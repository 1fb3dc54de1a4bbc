//! In-memory [`TreasuryStore`].

use std::sync::Arc;

use dashmap::DashMap;
use parking_lot::Mutex;
use uuid::Uuid;

use super::{TreasuryRecord, TreasuryStore};
use crate::error::{EngineError, EngineResult};

/// Records held in a `DashMap`, each behind its own mutex.
#[derive(Debug, Default)]
pub struct MemoryStore {
    records: DashMap<Uuid, Arc<Mutex<TreasuryRecord>>>,
}

impl MemoryStore {
    /// Empty store.
    pub fn new() -> Self {
        Self::default()
    }

    /// Number of treasuries stored.
    pub fn len(&self) -> usize {
        self.records.len()
    }

    /// `true` when nothing is stored.
    pub fn is_empty(&self) -> bool {
        self.records.is_empty()
    }

    fn slot(&self, id: Uuid) -> EngineResult<Arc<Mutex<TreasuryRecord>>> {
        // Clone the Arc so the shard lock is released before we block on the
        // record's own mutex.
        self.records
            .get(&id)
            .map(|entry| Arc::clone(entry.value()))
            .ok_or(EngineError::TreasuryNotFound(id))
    }
}

impl TreasuryStore for MemoryStore {
    fn insert(&self, record: TreasuryRecord) -> EngineResult<()> {
        let id = record.id();
        match self.records.entry(id) {
            dashmap::mapref::entry::Entry::Occupied(_) => {
                Err(EngineError::Storage(format!("treasury {} already exists", id)))
            }
            dashmap::mapref::entry::Entry::Vacant(slot) => {
                slot.insert(Arc::new(Mutex::new(record)));
                Ok(())
            }
        }
    }

    fn load(&self, id: Uuid) -> EngineResult<TreasuryRecord> {
        Ok(self.slot(id)?.lock().clone())
    }

    fn list(&self) -> EngineResult<Vec<TreasuryRecord>> {
        let slots: Vec<_> = self
            .records
            .iter()
            .map(|entry| Arc::clone(entry.value()))
            .collect();
        Ok(slots.iter().map(|slot| slot.lock().clone()).collect())
    }

    fn update_with(
        &self,
        id: Uuid,
        f: &mut dyn FnMut(&mut TreasuryRecord) -> EngineResult<()>,
    ) -> EngineResult<()> {
        let slot = self.slot(id)?;
        let mut guard = slot.lock();
        let mut working = guard.clone();
        f(&mut working)?;
        *guard = working;
        Ok(())
    }
}

#[cfg(test)]
mod tests {
    use super::*;
    use crate::config::EngineConfig;
    use crate::safe::configuration::ConfigurationDraft;
    use crate::safe::treasury::Treasury;
    use crate::storage::TreasuryStoreExt;

    fn record() -> TreasuryRecord {
        let configuration = ConfigurationDraft::new(["0x00000000000000000000000000000000000000a1"], 1)
            .build(&EngineConfig::default())
            .unwrap();
        TreasuryRecord::new(Treasury::new("alice", 1), configuration)
    }

    #[test]
    fn insert_and_load() {
        let store = MemoryStore::new();
        let record = record();
        let id = record.id();
        store.insert(record.clone()).unwrap();
        assert_eq!(store.load(id).unwrap(), record);
        assert!(store.insert(record).is_err());
        assert_eq!(store.len(), 1);
    }

    #[test]
    fn failed_update_leaves_record_untouched() {
        let store = MemoryStore::new();
        let record = record();
        let id = record.id();
        store.insert(record.clone()).unwrap();

        let result: EngineResult<()> = store.update(id, |r| {
            r.treasury.owner = "mallory".into();
            Err(EngineError::SignersEmpty)
        });
        assert!(result.is_err());
        assert_eq!(store.load(id).unwrap(), record);

        let owner = store
            .update(id, |r| {
                r.treasury.owner = "bob".into();
                Ok(r.treasury.owner.clone())
            })
            .unwrap();
        assert_eq!(owner, "bob");
        assert_eq!(store.load(id).unwrap().treasury.owner, "bob");
    }

    #[test]
    fn unknown_id_is_not_found() {
        let store = MemoryStore::new();
        let id = Uuid::new_v4();
        assert_eq!(store.load(id).unwrap_err(), EngineError::TreasuryNotFound(id));
    }

    #[test]
    fn concurrent_updates_are_serialized() {
        let store = Arc::new(MemoryStore::new());
        let record = record();
        let id = record.id();
        store.insert(record).unwrap();

        let handles: Vec<_> = (0..8)
            .map(|_| {
                let store = Arc::clone(&store);
                std::thread::spawn(move || {
                    for _ in 0..50 {
                        store
                            .update(id, |r| {
                                r.treasury.network += 1;
                                Ok(())
                            })
                            .unwrap();
                    }
                })
            })
            .collect();
        for handle in handles {
            handle.join().unwrap();
        }
        assert_eq!(store.load(id).unwrap().treasury.network, 1 + 8 * 50);
    }
}
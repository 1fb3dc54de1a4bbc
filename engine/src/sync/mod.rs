//! Synchronization between the off-chain ledger and the chain, and the
//! invalidation keys that tell caches what changed.

pub mod coordinator;
pub mod invalidation;
pub mod provider;

pub use coordinator::{AccessibilityReport, ReconcileReport, RecoveryOption, SyncCoordinator};
pub use invalidation::{invalidation_keys, CacheSink, InvalidationKey, NoopSink, RecordingSink};
pub use provider::{ChainStateProvider, ProviderError, SafeInfo};
//! Safe contract model: treasury lifecycle, configuration, the owner list
//! and the configuration-change calls that mutate it on-chain.

pub mod configuration;
pub mod decoder;
pub mod signers;
pub mod treasury;

pub use configuration::{
    ApplyOutcome, ConfigChangeMismatch, ConfigViolation, ConfigurationDraft, ThresholdAdjustment,
    ThresholdPolicy, TreasuryConfiguration,
};
pub use decoder::{decode_config_change, decode_config_change_hex, ConfigChange};
pub use signers::SignerSet;
pub use treasury::{Deployment, Treasury, TreasuryStatus};
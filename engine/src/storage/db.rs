//! # SledStore — Persistent Treasury Storage
//!
//! Treasury records on sled's embedded key-value store.
//!
//! ## Tree Layout
//!
//! | Tree         | Key                 | Value                    |
//! |--------------|---------------------|--------------------------|
//! | `treasuries` | treasury id (16B)   | `bincode(TreasuryRecord)` |
//!
//! A record carries its configuration and transactions, so one `insert`
//! under one key is the whole write. sled makes the single-key write atomic;
//! the per-id mutex makes the read-modify-write around it atomic.

use std::path::Path;
use std::sync::Arc;

use dashmap::DashMap;
use parking_lot::Mutex;
use sled::{Db, Tree};
use uuid::Uuid;

use super::{TreasuryRecord, TreasuryStore};
use crate::error::{EngineError, EngineResult};

/// Persistent [`TreasuryStore`] backed by sled.
///
/// sled handles are cheap to clone and thread-safe; the lock table is shared
/// between clones so they serialize updates against each other.
#[derive(Debug, Clone)]
pub struct SledStore {
    db: Db,
    treasuries: Tree,
    locks: Arc<DashMap<Uuid, Arc<Mutex<()>>>>,
}

impl SledStore {
    /// Open or create a store at `path`.
    pub fn open<P: AsRef<Path>>(path: P) -> EngineResult<Self> {
        let db = sled::open(path).map_err(EngineError::storage)?;
        Self::from_db(db)
    }

    /// Create a store that lives in a temporary directory and is removed
    /// when the last handle is dropped.
    pub fn open_temporary() -> EngineResult<Self> {
        let db = sled::Config::new()
            .temporary(true)
            .open()
            .map_err(EngineError::storage)?;
        Self::from_db(db)
    }

    fn from_db(db: Db) -> EngineResult<Self> {
        let treasuries = db.open_tree("treasuries").map_err(EngineError::storage)?;
        Ok(Self {
            db,
            treasuries,
            locks: Arc::new(DashMap::new()),
        })
    }

    /// Force pending writes to disk.
    pub fn flush(&self) -> EngineResult<()> {
        self.db.flush().map_err(EngineError::storage)?;
        Ok(())
    }

    /// Number of treasuries stored.
    pub fn treasury_count(&self) -> usize {
        self.treasuries.len()
    }

    fn lock_for(&self, id: Uuid) -> Arc<Mutex<()>> {
        Arc::clone(self.locks.entry(id).or_default().value())
    }

    fn get(&self, id: Uuid) -> EngineResult<TreasuryRecord> {
        let bytes = self
            .treasuries
            .get(id.as_bytes())
            .map_err(EngineError::storage)?
            .ok_or(EngineError::TreasuryNotFound(id))?;
        bincode::deserialize(&bytes).map_err(EngineError::storage)
    }

    fn put(&self, record: &TreasuryRecord) -> EngineResult<()> {
        let bytes = bincode::serialize(record).map_err(EngineError::storage)?;
        self.treasuries
            .insert(record.id().as_bytes(), bytes)
            .map_err(EngineError::storage)?;
        Ok(())
    }
}

impl TreasuryStore for SledStore {
    fn insert(&self, record: TreasuryRecord) -> EngineResult<()> {
        let id = record.id();
        let lock = self.lock_for(id);
        let _guard = lock.lock();
        if self
            .treasuries
            .contains_key(id.as_bytes())
            .map_err(EngineError::storage)?
        {
            return Err(EngineError::Storage(format!("treasury {} already exists", id)));
        }
        self.put(&record)
    }

    fn load(&self, id: Uuid) -> EngineResult<TreasuryRecord> {
        self.get(id)
    }

    fn list(&self) -> EngineResult<Vec<TreasuryRecord>> {
        self.treasuries
            .iter()
            .values()
            .map(|bytes| {
                let bytes = bytes.map_err(EngineError::storage)?;
                bincode::deserialize(&bytes).map_err(EngineError::storage)
            })
            .collect()
    }

    fn update_with(
        &self,
        id: Uuid,
        f: &mut dyn FnMut(&mut TreasuryRecord) -> EngineResult<()>,
    ) -> EngineResult<()> {
        let lock = self.lock_for(id);
        let _guard = lock.lock();
        let mut working = self.get(id)?;
        f(&mut working)?;
        self.put(&working)
    }
}

#[cfg(test)]
mod tests {
    use super::*;
    use crate::config::EngineConfig;
    use crate::safe::configuration::ConfigurationDraft;
    use crate::safe::treasury::Treasury;
    use crate::storage::TreasuryStoreExt;

    fn record() -> TreasuryRecord {
        let configuration = ConfigurationDraft::new(
            [
                "0x00000000000000000000000000000000000000a1",
                "0x00000000000000000000000000000000000000a2",
            ],
            2,
        )
        .build(&EngineConfig::default())
        .unwrap();
        TreasuryRecord::new(Treasury::new("alice", 11_155_111), configuration)
    }

    #[test]
    fn open_temporary_store() {
        let store = SledStore::open_temporary().unwrap();
        assert_eq!(store.treasury_count(), 0);
        assert!(store.list().unwrap().is_empty());
    }

    #[test]
    fn record_survives_reopen() {
        let dir = tempfile::tempdir().expect("tempdir");
        let record = record();
        let id = record.id();
        {
            let store = SledStore::open(dir.path()).unwrap();
            store.insert(record.clone()).unwrap();
            store.flush().unwrap();
        }
        let store = SledStore::open(dir.path()).unwrap();
        assert_eq!(store.load(id).unwrap(), record);
    }

    #[test]
    fn update_commits_only_on_success() {
        let store = SledStore::open_temporary().unwrap();
        let record = record();
        let id = record.id();
        store.insert(record.clone()).unwrap();

        let result: EngineResult<()> = store.update(id, |r| {
            r.treasury.begin_deployment()?;
            Err(EngineError::SignersEmpty)
        });
        assert!(result.is_err());
        assert_eq!(store.load(id).unwrap(), record);

        store.update(id, |r| r.treasury.begin_deployment()).unwrap();
        assert_eq!(
            store.load(id).unwrap().treasury.status(),
            crate::safe::treasury::TreasuryStatus::Deploying
        );
    }

    #[test]
    fn duplicate_insert_is_rejected() {
        let store = SledStore::open_temporary().unwrap();
        let record = record();
        store.insert(record.clone()).unwrap();
        assert!(matches!(store.insert(record), Err(EngineError::Storage(_))));
    }
}
//! # Transaction Ledger
//!
//! Nonce assignment, signature bookkeeping and execution eligibility for
//! every treasury in a [`TreasuryStore`].
//!
//! ## Nonces
//!
//! A nonce is assigned exactly once, when the transaction is created, as
//! `1 + max(existing nonces)` (0 for the first one). Input is validated
//! before the store is touched, so a rejected proposal never consumes a
//! nonce. Cancelled and failed transactions keep their nonce; the gap they
//! leave is skipped by [`is_next_executable`].
//!
//! ## Ordering
//!
//! The Safe contract only executes the transaction whose nonce equals its
//! own counter. Off-chain that means a transaction is next when no
//! lower-nonce transaction is still open (draft or pending):
//!
//! ```text
//!   nonce:   0          1           2          3
//!   status:  executed   cancelled   pending    pending
//!                                   ▲ next     ✗ blocked by 2
//! ```
//!
//! ## Atomicity
//!
//! Every mutation runs inside [`TreasuryStoreExt::update`], under the
//! treasury's lock. Two concurrent proposals can't compute the same nonce,
//! and two concurrent signers can't both pass the "not yet signed" check.

use std::sync::Arc;

use chrono::Utc;
use serde::Serialize;
use tracing::{debug, info, warn};
use uuid::Uuid;

use super::hash::{safe_tx_hash, SafeTx};
use super::types::{Operation, SignatureRecord, Transaction, TransactionStatus};
use crate::codec::abi::{call_data_bytes, parse_call_data, WeiAmount};
use crate::codec::address::{parse_signature, Address, TxHash};
use crate::config::EngineConfig;
use crate::error::{EngineError, EngineResult};
use crate::safe::configuration::{ApplyOutcome, ThresholdPolicy};
use crate::safe::decoder::{decode_config_change_hex, ConfigChange};
use crate::safe::signers::SignerSet;
use crate::storage::{TreasuryRecord, TreasuryStore, TreasuryStoreExt};

// ---------------------------------------------------------------------------
// Inputs and reports
// ---------------------------------------------------------------------------

/// Raw proposal input, validated by the ledger.
#[derive(Debug, Clone, Default)]
pub struct Proposal {
    /// Destination address.
    pub to: String,
    /// Amount in wei as a base-10 string.
    pub value: String,
    /// `0x`-prefixed call data; empty means `0x`.
    pub data: String,
    /// Call or delegatecall.
    pub operation: Operation,
    /// Free text.
    pub description: String,
    /// Proposing account.
    pub created_by: String,
}

impl Proposal {
    /// A plain value transfer.
    pub fn transfer(
        to: impl Into<String>,
        value: impl Into<String>,
        created_by: impl Into<String>,
    ) -> Self {
        Self {
            to: to.into(),
            value: value.into(),
            created_by: created_by.into(),
            ..Default::default()
        }
    }
}
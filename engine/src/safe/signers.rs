//! # Signer Set
//!
//! The Safe contract keeps its owners in a singly linked list threaded
//! through a mapping, with a sentinel (`0x…01`) as the head:
//!
//! ```text
//! SENTINEL -> owner[0] -> owner[1] -> ... -> owner[n-1] -> SENTINEL
//! ```
//!
//! `getOwners()` walks that list, and `removeOwner`/`swapOwner` need the
//! caller to pass the node *before* the target (`prevOwner`) because a
//! singly linked list cannot find it on its own. Get that argument wrong and
//! the transaction reverts on-chain after everyone has already signed it.
//!
//! [`SignerSet`] mirrors the list as a plain `Vec` in list order:
//!
//! - `setup(owners)` links them in the given order → [`SignerSet::from_owners`]
//! - `addOwnerWithThreshold` links the new owner right after the sentinel →
//!   [`SignerSet::add`] inserts at index 0
//! - `removeOwner` unlinks in place → [`SignerSet::remove`]
//! - `swapOwner` replaces the node in place → [`SignerSet::swap`]
//!
//! The vector is never sorted or deduplicated by anything other than these
//! operations. Its order *is* the on-chain order.

use serde::{Deserialize, Serialize};

use crate::codec::address::Address;
use crate::error::{EngineError, EngineResult};
use crate::safe::decoder::ConfigChange;

/// Owner addresses in on-chain linked-list order.
#[derive(Debug, Clone, Default, PartialEq, Eq, Serialize, Deserialize)]
pub struct SignerSet {
    owners: Vec<Address>,
}

impl SignerSet {
    /// An empty set. Not a valid configuration on its own.
    pub fn new() -> Self {
        Self { owners: Vec::new() }
    }

    /// Builds a set in `setup()` order. Duplicates and reserved addresses
    /// are rejected, exactly as the contract would revert on them.
    pub fn from_owners(owners: impl IntoIterator<Item = Address>) -> EngineResult<Self> {
        let mut set = Self::new();
        for owner in owners {
            ensure_not_reserved(&owner)?;
            if set.contains(&owner) {
                return Err(EngineError::DuplicateOwner {
                    address: owner.to_string(),
                });
            }
            set.owners.push(owner);
        }
        Ok(set)
    }

    /// Links `owner` right after the sentinel. Adding an existing owner is a
    /// no-op and returns `Ok(false)`.
    pub fn add(&mut self, owner: Address) -> EngineResult<bool> {
        ensure_not_reserved(&owner)?;
        if self.contains(&owner) {
            return Ok(false);
        }
        self.owners.insert(0, owner);
        Ok(true)
    }

    /// Unlinks `owner` and returns it.
    ///
    /// # Errors
    ///
    /// [`EngineError::SignerNotFound`] if absent, [`EngineError::SignersEmpty`]
    /// if it is the last owner. The caller still has to re-check the
    /// threshold against the smaller set.
    pub fn remove(&mut self, owner: &Address) -> EngineResult<Address> {
        let index = self.position(owner)?;
        if self.owners.len() == 1 {
            return Err(EngineError::SignersEmpty);
        }
        Ok(self.owners.remove(index))
    }

    /// Replaces `old` with `new` at the same list position.
    pub fn swap(&mut self, old: &Address, new: Address) -> EngineResult<()> {
        ensure_not_reserved(&new)?;
        let index = self.position(old)?;
        if self.contains(&new) {
            return Err(EngineError::DuplicateOwner {
                address: new.to_string(),
            });
        }
        self.owners[index] = new;
        Ok(())
    }

    /// The node linking to `owner`: its predecessor, or the sentinel when
    /// `owner` is first.
    pub fn previous_owner(&self, owner: &Address) -> EngineResult<Address> {
        let index = self.position(owner)?;
        Ok(match index {
            0 => Address::sentinel(),
            i => self.owners[i - 1].clone(),
        })
    }

    /// Membership test.
    pub fn contains(&self, owner: &Address) -> bool {
        self.owners.iter().any(|o| o == owner)
    }

    /// Case-insensitive membership test on a raw string. Malformed input is
    /// simply not a member.
    pub fn contains_str(&self, raw: &str) -> bool {
        Address::parse("signer", raw)
            .map(|needle| self.contains(&needle))
            .unwrap_or(false)
    }

    /// Number of owners.
    pub fn len(&self) -> usize {
        self.owners.len()
    }

    /// `true` when there are no owners.
    pub fn is_empty(&self) -> bool {
        self.owners.is_empty()
    }

    /// Owners in list order.
    pub fn iter(&self) -> impl Iterator<Item = &Address> {
        self.owners.iter()
    }

    /// Owners in list order, as a slice.
    pub fn as_slice(&self) -> &[Address] {
        &self.owners
    }

    /// The `removeOwner` call for `owner`, with `prevOwner` filled in.
    pub fn remove_owner_change(&self, owner: &Address, threshold: u32) -> EngineResult<ConfigChange> {
        Ok(ConfigChange::RemoveOwner {
            prev_owner: self.previous_owner(owner)?,
            owner: owner.clone(),
            threshold,
        })
    }

    /// The `swapOwner` call replacing `old` with `new`, with `prevOwner`
    /// filled in.
    pub fn swap_owner_change(&self, old: &Address, new: &Address) -> EngineResult<ConfigChange> {
        if self.contains(new) {
            return Err(EngineError::DuplicateOwner {
                address: new.to_string(),
            });
        }
        Ok(ConfigChange::SwapOwner {
            prev_owner: self.previous_owner(old)?,
            old_owner: old.clone(),
            new_owner: new.clone(),
        })
    }

    fn position(&self, owner: &Address) -> EngineResult<usize> {
        self.owners
            .iter()
            .position(|o| o == owner)
            .ok_or_else(|| EngineError::SignerNotFound {
                address: owner.to_string(),
            })
    }
}

fn ensure_not_reserved(owner: &Address) -> EngineResult<()> {
    if owner.is_reserved() {
        return Err(EngineError::ReservedAddress {
            address: owner.to_string(),
        });
    }
    Ok(())
}

#[cfg(test)]
mod tests {
    use std::collections::HashMap;

    use super::*;

    fn addr(n: u8) -> Address {
        let mut raw = [0u8; 20];
        raw[0] = 0xa0;
        raw[19] = n;
        Address::from_bytes(raw)
    }

    /// Straight port of the contract's OwnerManager storage: a mapping from
    /// each node to the next, with the sentinel as head and tail.
    struct OnChainOwners {
        next: HashMap<Address, Address>,
    }

    impl OnChainOwners {
        fn setup(owners: &[Address]) -> Self {
            let mut next = HashMap::new();
            let mut current = Address::sentinel();
            for owner in owners {
                next.insert(current, owner.clone());
                current = owner.clone();
            }
            next.insert(current, Address::sentinel());
            Self { next }
        }

        fn add(&mut self, owner: &Address) {
            let head = self.next[&Address::sentinel()].clone();
            self.next.insert(owner.clone(), head);
            self.next.insert(Address::sentinel(), owner.clone());
        }

        fn remove(&mut self, prev: &Address, owner: &Address) {
            assert_eq!(&self.next[prev], owner, "contract would revert: bad prevOwner");
            let after = self.next.remove(owner).unwrap();
            self.next.insert(prev.clone(), after);
        }

        fn swap(&mut self, prev: &Address, old: &Address, new: &Address) {
            assert_eq!(&self.next[prev], old, "contract would revert: bad prevOwner");
            let after = self.next.remove(old).unwrap();
            self.next.insert(new.clone(), after);
            self.next.insert(prev.clone(), new.clone());
        }

        fn owners(&self) -> Vec<Address> {
            let mut out = Vec::new();
            let mut current = self.next[&Address::sentinel()].clone();
            while !current.is_sentinel() {
                out.push(current.clone());
                current = self.next[&current].clone();
            }
            out
        }
    }

    #[test]
    fn setup_preserves_order() {
        let set = SignerSet::from_owners([addr(1), addr(2), addr(3)]).unwrap();
        assert_eq!(set.as_slice(), &[addr(1), addr(2), addr(3)]);
    }

    #[test]
    fn setup_rejects_duplicates_and_reserved() {
        assert!(matches!(
            SignerSet::from_owners([addr(1), addr(1)]),
            Err(EngineError::DuplicateOwner { .. })
        ));
        assert!(matches!(
            SignerSet::from_owners([Address::sentinel()]),
            Err(EngineError::ReservedAddress { .. })
        ));
        assert!(matches!(
            SignerSet::from_owners([Address::zero()]),
            Err(EngineError::ReservedAddress { .. })
        ));
    }

    #[test]
    fn add_inserts_at_head_and_is_idempotent() {
        let mut set = SignerSet::from_owners([addr(1), addr(2)]).unwrap();
        assert!(set.add(addr(3)).unwrap());
        let once = set.clone();
        assert!(!set.add(addr(3)).unwrap());
        assert_eq!(set, once);
        assert_eq!(set.as_slice(), &[addr(3), addr(1), addr(2)]);
    }

    #[test]
    fn previous_owner_uses_sentinel_for_head() {
        let set = SignerSet::from_owners([addr(1), addr(2), addr(3)]).unwrap();
        assert_eq!(set.previous_owner(&addr(1)).unwrap(), Address::sentinel());
        assert_eq!(set.previous_owner(&addr(2)).unwrap(), addr(1));
        assert_eq!(set.previous_owner(&addr(3)).unwrap(), addr(2));
        assert!(matches!(
            set.previous_owner(&addr(9)),
            Err(EngineError::SignerNotFound { .. })
        ));
    }

    #[test]
    fn remove_missing_and_last() {
        let mut set = SignerSet::from_owners([addr(1)]).unwrap();
        assert!(matches!(
            set.remove(&addr(2)),
            Err(EngineError::SignerNotFound { .. })
        ));
        assert_eq!(set.remove(&addr(1)), Err(EngineError::SignersEmpty));
        assert_eq!(set.len(), 1);
    }

    #[test]
    fn swap_keeps_position() {
        let mut set = SignerSet::from_owners([addr(1), addr(2), addr(3)]).unwrap();
        set.swap(&addr(2), addr(7)).unwrap();
        assert_eq!(set.as_slice(), &[addr(1), addr(7), addr(3)]);
        assert!(matches!(
            set.swap(&addr(1), addr(3)),
            Err(EngineError::DuplicateOwner { .. })
        ));
    }

    #[test]
    fn contains_is_case_insensitive() {
        let owner = Address::parse("o", "0x5aaeb6053f3e94c9b9a09f33669435e7ef1beaed").unwrap();
        let set = SignerSet::from_owners([owner]).unwrap();
        assert!(set.contains_str("0x5aAeb6053F3E94C9b9A09f33669435E7Ef1BeAed"));
        assert!(!set.contains_str("not-an-address"));
    }

    #[test]
    fn mirrors_contract_list_through_mixed_operations() {
        let initial = [addr(1), addr(2), addr(3)];
        let mut chain = OnChainOwners::setup(&initial);
        let mut set = SignerSet::from_owners(initial.clone()).unwrap();

        // add, add, remove middle, swap head, remove tail, add again
        for n in [4u8, 5] {
            chain.add(&addr(n));
            set.add(addr(n)).unwrap();
            assert_eq!(set.as_slice(), chain.owners().as_slice());
        }

        let prev = set.previous_owner(&addr(1)).unwrap();
        chain.remove(&prev, &addr(1));
        set.remove(&addr(1)).unwrap();
        assert_eq!(set.as_slice(), chain.owners().as_slice());

        let head = set.as_slice()[0].clone();
        let prev = set.previous_owner(&head).unwrap();
        assert!(prev.is_sentinel());
        chain.swap(&prev, &head, &addr(6));
        set.swap(&head, addr(6)).unwrap();
        assert_eq!(set.as_slice(), chain.owners().as_slice());

        let tail = set.as_slice().last().unwrap().clone();
        let prev = set.previous_owner(&tail).unwrap();
        chain.remove(&prev, &tail);
        set.remove(&tail).unwrap();
        assert_eq!(set.as_slice(), chain.owners().as_slice());

        chain.add(&addr(1));
        set.add(addr(1)).unwrap();
        assert_eq!(set.as_slice(), chain.owners().as_slice());

        // Every prevOwner we compute must be accepted by the contract.
        for owner in set.as_slice().to_vec() {
            let prev = set.previous_owner(&owner).unwrap();
            assert_eq!(chain.next[&prev], owner);
        }
    }

    #[test]
    fn remove_owner_change_carries_prev_owner() {
        let set = SignerSet::from_owners([addr(1), addr(2), addr(3)]).unwrap();
        let change = set.remove_owner_change(&addr(3), 1).unwrap();
        assert_eq!(
            change,
            ConfigChange::RemoveOwner {
                prev_owner: addr(2),
                owner: addr(3),
                threshold: 1,
            }
        );
    }
}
------------------------------------------------------------------------
PROBLEM:
Reproduce every line of the listing above in which the string "format" appears.

EXERCISE ANSWER:
                Err(EngineError::Storage(format!("treasury {} already exists", id)))
            return Err(EngineError::Storage(format!("treasury {} already exists", id)));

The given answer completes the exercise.